Arbitrarily testing stop strategies...

[Corey]

That exactly the type of test I would like to run -- except that your entries are based on a system -- and therefore your mileage with stops may not be independent of the entries you take.

Hence, if I can create a random entry/exit system, with enough trials, I can smooth out the expected value.

I will be sure to post my results (if I ever get it done...)

 

[black diamond]

Quote from Corey:

Just a simple test in the expected value of a given strategy versus the expected value of that strategy when employing stop losses. I have read a few theoretical papers about the ineffective nature of stop losses...

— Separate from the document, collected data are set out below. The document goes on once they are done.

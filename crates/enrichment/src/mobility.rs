/// Observations in the trailing window compared against the baseline.
const MOBILITY_WINDOW: usize = 7;

/// Deviation of recent mobility from a fixed pre-period baseline, in percent.
///
/// Averages the last seven finite observations and compares them to the
/// baseline level. `None` when the window is too shallow or the baseline is
/// zero or non-finite, since a ratio against either says nothing.
pub fn baseline_deviation_pct(values: &[f64], baseline: f64) -> Option<f64> {
    if !baseline.is_finite() || baseline.abs() < 1e-9 {
        return None;
    }
    let usable: Vec<f64> = values.iter().copied().filter(|v| v.is_finite()).collect();
    if usable.len() < MOBILITY_WINDOW {
        return None;
    }

    let window = &usable[usable.len() - MOBILITY_WINDOW..];
    let mean = window.iter().sum::<f64>() / MOBILITY_WINDOW as f64;
    Some(((mean / baseline) - 1.0) * 100.0)
}
use std::cmp::Ordering;
use std::collections::BTreeMap;

use core_types::WeightTable;
use serde::{Deserialize, Serialize};

/// Scale factor that makes the MAD consistent with the standard deviation of
/// a normal distribution.
const MAD_SCALE: f64 = 0.6745;

/// Normalized scores are clamped to this many robust deviations before
/// weighting, so one runaway metric cannot own a composite on its own.
const Z_CLAMP: f64 = 3.0;

/// One category's raw metric readings at a single point in time.
#[derive(Debug, Clone, PartialEq, Serialize, Deserialize)]
pub struct CategorySample {
    pub category_id: String,
    pub metrics: BTreeMap<String, f64>,
}

/// A category after cross-sectional normalization and scoring.
///
/// `raw` carries every supplied metric unchanged, including unweighted
/// display columns. `normalized` holds the unclamped robust z-score of each
/// weighted metric.
#[derive(Debug, Clone, PartialEq, Serialize)]
pub struct CategoryRow {
    pub category_id: String,
    pub raw: BTreeMap<String, f64>,
    pub normalized: BTreeMap<String, f64>,
    pub composite: f64,
}

/// The cross-sectional scoring engine.
///
/// Where the tension index ranks one component against its own history, this
/// engine compares many categories against each other at a single point in
/// time, which works even when no single category has much historical depth.
pub struct HeatmapEngine {
    weights: WeightTable,
}

impl HeatmapEngine {
    pub fn new(weights: WeightTable) -> Self {
        Self { weights }
    }

    /// Normalizes, scores, and ranks a snapshot of category samples.
    pub fn rank(&self, samples: &[CategorySample]) -> Vec<CategoryRow> {
        if samples.is_empty() {
            return vec![];
        }

        // 1. Normalize every weighted metric column across categories.
        //    Missing and non-finite cells are filled with 0.0 first, the
        //    same treatment an outer join gives an absent reading.
        let mut columns: BTreeMap<&str, Vec<f64>> = BTreeMap::new();
        for (metric, _) in self.weights.iter() {
            let column: Vec<f64> = samples
                .iter()
                .map(|sample| {
                    sample
                        .metrics
                        .get(metric)
                        .copied()
                        .filter(|value| value.is_finite())
                        .unwrap_or(0.0)
                })
                .collect();
            columns.insert(metric, robust_z_scores(&column));
        }

        // 2. Score
        let mut rows: Vec<CategoryRow> = samples
            .iter()
            .enumerate()
            .map(|(row, sample)| {
                let mut normalized = BTreeMap::new();
                let mut composite = 0.0;
                for (metric, weight) in self.weights.iter() {
                    let z = columns[metric][row];
                    normalized.insert(metric.to_string(), z);
                    composite += weight * z.clamp(-Z_CLAMP, Z_CLAMP);
                }
                CategoryRow {
                    category_id: sample.category_id.clone(),
                    raw: sample.metrics.clone(),
                    normalized,
                    composite,
                }
            })
            .collect();

        // 3. Rank
        rows.sort_by(|a, b| {
            b.composite
                .partial_cmp(&a.composite)
                .unwrap_or(Ordering::Equal)
                .then_with(|| a.category_id.cmp(&b.category_id))
        });

        tracing::info!(
            "Ranked {} categories across {} weighted metrics",
            rows.len(),
            self.weights.len()
        );
        rows
    }
}

/// Computes median/MAD-based z-scores for one metric column.
///
/// With a usable MAD, scores are `0.6745 * (x - median) / mad`. A zero MAD
/// falls back to the ordinary standard z-score, and a zero spread yields all
/// zeros, so callers never see a division by zero.
pub fn robust_z_scores(values: &[f64]) -> Vec<f64> {
    if values.is_empty() {
        return vec![];
    }

    let center = median(values);
    let deviations: Vec<f64> = values.iter().map(|v| (v - center).abs()).collect();
    let mad = median(&deviations);
    if mad > 0.0 {
        return values
            .iter()
            .map(|v| MAD_SCALE * (v - center) / mad)
            .collect();
    }

    tracing::warn!("MAD is zero, falling back to standard z-scores");
    let mean = values.iter().sum::<f64>() / values.len() as f64;
    let variance =
        values.iter().map(|v| (v - mean) * (v - mean)).sum::<f64>() / values.len() as f64;
    let std = variance.sqrt();
    if std > 1e-9 {
        values.iter().map(|v| (v - mean) / std).collect()
    } else {
        vec![0.0; values.len()]
    }
}

/// Median by sorted copy, averaging the two middle elements for even counts.
fn median(values: &[f64]) -> f64 {
    let mut sorted = values.to_vec();
    sorted.sort_by(|a, b| a.partial_cmp(b).unwrap_or(Ordering::Equal));
    let mid = sorted.len() / 2;
    if sorted.len() % 2 == 0 {
        (sorted[mid - 1] + sorted[mid]) / 2.0
    } else {
        sorted[mid]
    }
}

With a system that creates a few thousand random entry and exit systems, and for each system runs a few thousand times -- each time keeping track of the return without stops, with stops, and with a few different types of trailing stops -- it would be possible to determine with relative certainty whether stop losses hinder the expected value of a trading strategy or not -- and if not, in which cases are they effective.

I think you would want to run this test on entries from your specific strategy instead of random entries. The reason you take trades from a system is that you believe the market is different after your entry signal than at other times - you think the expected return is higher than normal when your strategy says to go long for example. If the expected return is different than normal, then there is a good chance that some of the other return distribution characteristics that affect the stop performance (volatility, skew, autocorrelation, etc) will be different too.

 

[MGJ]

Quote from MGJ:

Here's a little experiment to try: Use randomization techniques to estimate the probability that a 13-card bridge hand drawn from a randomly-shuffled standard 52-card deck, contains eight or more red cards. Make ten or twenty plots of "Probability so far" versus "number of hands so far" and observe how the plots converge.

Here are twenty five such plots, at progressively greater magnification. Convergence is slow: a million hands gets you two, but not three, digits of accuracy.